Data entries
-------
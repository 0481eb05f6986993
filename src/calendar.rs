//! Calendar primitives for the clinic scheduler.
//!
//! This module defines the value types every booking is keyed on:
//! - Date: a plain year/month/day triple that may or may not be valid
//! - Timeslot: one of the twelve fixed half-hour slots of a clinic day
//! - Clock: the source of "today" used by every relative date check

use chrono::{Datelike, Local, Months, NaiveDate, Weekday};
use std::fmt;
use std::str::FromStr;

use crate::error::ValidationError;

const DAYS_IN_MONTH: [u32; 12] = [31, 28, 31, 30, 31, 30, 31, 31, 30, 31, 30, 31];
const LEAP_YEAR_FEB_DAYS: u32 = 29;
const QUADRENNIAL: i32 = 4;
const CENTENNIAL: i32 = 100;
const QUATERCENTENNIAL: i32 = 400;

/// A calendar date.
///
/// Construction does not validate; call [`Date::is_valid`] before trusting
/// the value. Ordering is year, then month, then day.
#[derive(Debug, Clone, Copy, PartialEq, Eq, PartialOrd, Ord, Hash)]
pub struct Date {
    year: i32,
    month: u32,
    day: u32,
}

impl Date {
    pub const fn new(year: i32, month: u32, day: u32) -> Self {
        Date { year, month, day }
    }

    pub fn year(&self) -> i32 {
        self.year
    }

    pub fn month(&self) -> u32 {
        self.month
    }

    pub fn day(&self) -> u32 {
        self.day
    }

    /// Check the date against Gregorian month lengths, including Feb 29.
    pub fn is_valid(&self) -> bool {
        if !(1..=12).contains(&self.month) {
            return false;
        }

        let max_days = if self.month == 2 && self.is_leap_year() {
            LEAP_YEAR_FEB_DAYS
        } else {
            DAYS_IN_MONTH[self.month as usize - 1]
        };

        self.day >= 1 && self.day <= max_days
    }

    fn is_leap_year(&self) -> bool {
        if self.year % QUADRENNIAL != 0 {
            return false;
        }
        if self.year % CENTENNIAL == 0 {
            return self.year % QUATERCENTENNIAL == 0;
        }
        true
    }

    /// Convert to a chrono date. `None` for invalid dates.
    pub fn to_naive(&self) -> Option<NaiveDate> {
        NaiveDate::from_ymd_opt(self.year, self.month, self.day)
    }

    pub fn is_weekend(&self) -> bool {
        self.to_naive()
            .map(|d| matches!(d.weekday(), Weekday::Sat | Weekday::Sun))
            .unwrap_or(false)
    }

    pub fn is_today(&self, today: Date) -> bool {
        *self == today
    }

    pub fn is_before_today(&self, today: Date) -> bool {
        *self < today
    }

    pub fn is_after_today(&self, today: Date) -> bool {
        *self > today
    }

    /// True iff the date is strictly after `today` plus `months` calendar months.
    ///
    /// Month arithmetic clamps to the end of the target month, so
    /// Aug 31 + 6 months is Feb 28 (or 29).
    pub fn is_months_or_more_in_future(&self, today: Date, months: u32) -> bool {
        match today.to_naive().and_then(|t| t.checked_add_months(Months::new(months))) {
            Some(limit) => *self > Date::from(limit),
            // today itself is unrepresentable; nothing can be compared against it
            None => false,
        }
    }

    pub fn is_six_months_or_more_in_future(&self, today: Date) -> bool {
        self.is_months_or_more_in_future(today, 6)
    }
}

impl From<NaiveDate> for Date {
    fn from(value: NaiveDate) -> Self {
        Date::new(value.year(), value.month(), value.day())
    }
}

impl fmt::Display for Date {
    fn fmt(&self, f: &mut fmt::Formatter<'_>) -> fmt::Result {
        write!(f, "{}/{}/{}", self.month, self.day, self.year)
    }
}

impl FromStr for Date {
    type Err = ValidationError;

    /// Parse `M/D/YYYY`. The result is not checked with [`Date::is_valid`].
    fn from_str(s: &str) -> Result<Self, Self::Err> {
        let malformed = || ValidationError::MalformedDate(s.to_string());
        let mut parts = s.trim().split('/');

        let month = parts.next().ok_or_else(malformed)?;
        let day = parts.next().ok_or_else(malformed)?;
        let year = parts.next().ok_or_else(malformed)?;
        if parts.next().is_some() {
            return Err(malformed());
        }

        Ok(Date::new(
            year.trim().parse().map_err(|_| malformed())?,
            month.trim().parse().map_err(|_| malformed())?,
            day.trim().parse().map_err(|_| malformed())?,
        ))
    }
}

/// The twelve bookable (hour, minute) pairs, in index order 1..=12.
const SLOTS: [(u32, u32); 12] = [
    (9, 0),
    (9, 30),
    (10, 0),
    (10, 30),
    (11, 0),
    (11, 30),
    (14, 0),
    (14, 30),
    (15, 0),
    (15, 30),
    (16, 0),
    (16, 30),
];

/// Number of appointment slots in a clinic day.
pub const SLOTS_PER_DAY: usize = SLOTS.len();

/// One of the fixed half-hour appointment slots.
///
/// Only the twelve clinic slots can be constructed, so every `Timeslot`
/// value is valid. Ordering is hour then minute, which matches index order.
#[derive(Debug, Clone, Copy, PartialEq, Eq, PartialOrd, Ord, Hash)]
pub struct Timeslot {
    hour: u32,
    minute: u32,
}

impl Timeslot {
    /// Create a timeslot from a clock time.
    pub fn new(hour: u32, minute: u32) -> Result<Self, ValidationError> {
        if SLOTS.contains(&(hour, minute)) {
            Ok(Timeslot { hour, minute })
        } else {
            Err(ValidationError::InvalidTimeslot { hour, minute })
        }
    }

    /// Create a timeslot from its 1-based index.
    pub fn from_index(index: usize) -> Result<Self, ValidationError> {
        index
            .checked_sub(1)
            .and_then(|i| SLOTS.get(i))
            .map(|&(hour, minute)| Timeslot { hour, minute })
            .ok_or(ValidationError::InvalidTimeslotIndex(index))
    }

    /// All slots of a day in order.
    pub fn all() -> impl Iterator<Item = Timeslot> {
        SLOTS.iter().map(|&(hour, minute)| Timeslot { hour, minute })
    }

    pub fn hour(&self) -> u32 {
        self.hour
    }

    pub fn minute(&self) -> u32 {
        self.minute
    }

    /// The 1-based slot index.
    pub fn index(&self) -> usize {
        self.offset() + 1
    }

    /// The 0-based position of this slot in a day, for occupancy vectors.
    pub(crate) fn offset(&self) -> usize {
        SLOTS
            .iter()
            .position(|&slot| slot == (self.hour, self.minute))
            .unwrap_or_default()
    }
}

impl fmt::Display for Timeslot {
    fn fmt(&self, f: &mut fmt::Formatter<'_>) -> fmt::Result {
        let (hour, suffix) = if self.hour > 12 {
            (self.hour - 12, "PM")
        } else {
            (self.hour, "AM")
        };
        write!(f, "{}:{:02} {}", hour, self.minute, suffix)
    }
}

impl FromStr for Timeslot {
    type Err = ValidationError;

    /// Accepts a slot index (`"7"`), a 24-hour time (`"14:00"`) or a
    /// 12-hour time (`"2:00 PM"`).
    fn from_str(s: &str) -> Result<Self, Self::Err> {
        let raw = s.trim();
        if let Ok(index) = raw.parse::<usize>() {
            return Timeslot::from_index(index);
        }

        let malformed = || ValidationError::MalformedTimeslot(s.to_string());
        let upper = raw.to_uppercase();
        let (clock, pm) = if let Some(rest) = upper.strip_suffix("PM") {
            (rest.trim(), Some(true))
        } else if let Some(rest) = upper.strip_suffix("AM") {
            (rest.trim(), Some(false))
        } else {
            (upper.as_str(), None)
        };

        let (hour, minute) = clock.split_once(':').ok_or_else(malformed)?;
        let mut hour: u32 = hour.trim().parse().map_err(|_| malformed())?;
        let minute: u32 = minute.trim().parse().map_err(|_| malformed())?;
        if pm == Some(true) && hour < 12 {
            hour += 12;
        }

        Timeslot::new(hour, minute)
    }
}

/// Source of the current date.
///
/// Every relative check (past, future window, DOB in future) goes through
/// a clock so the scheduler can be driven deterministically.
pub trait Clock {
    fn today(&self) -> Date;
}

/// Reads the local wall-clock date.
#[derive(Debug, Clone, Copy, Default)]
pub struct SystemClock;

impl Clock for SystemClock {
    fn today(&self) -> Date {
        Date::from(Local::now().date_naive())
    }
}

/// A clock pinned to one date.
#[derive(Debug, Clone, Copy, PartialEq, Eq)]
pub struct FixedClock(pub Date);

impl Clock for FixedClock {
    fn today(&self) -> Date {
        self.0
    }
}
-------
Task prompt: In the records above, count the lines holding the word "impl"; give only that number.

Reply: 10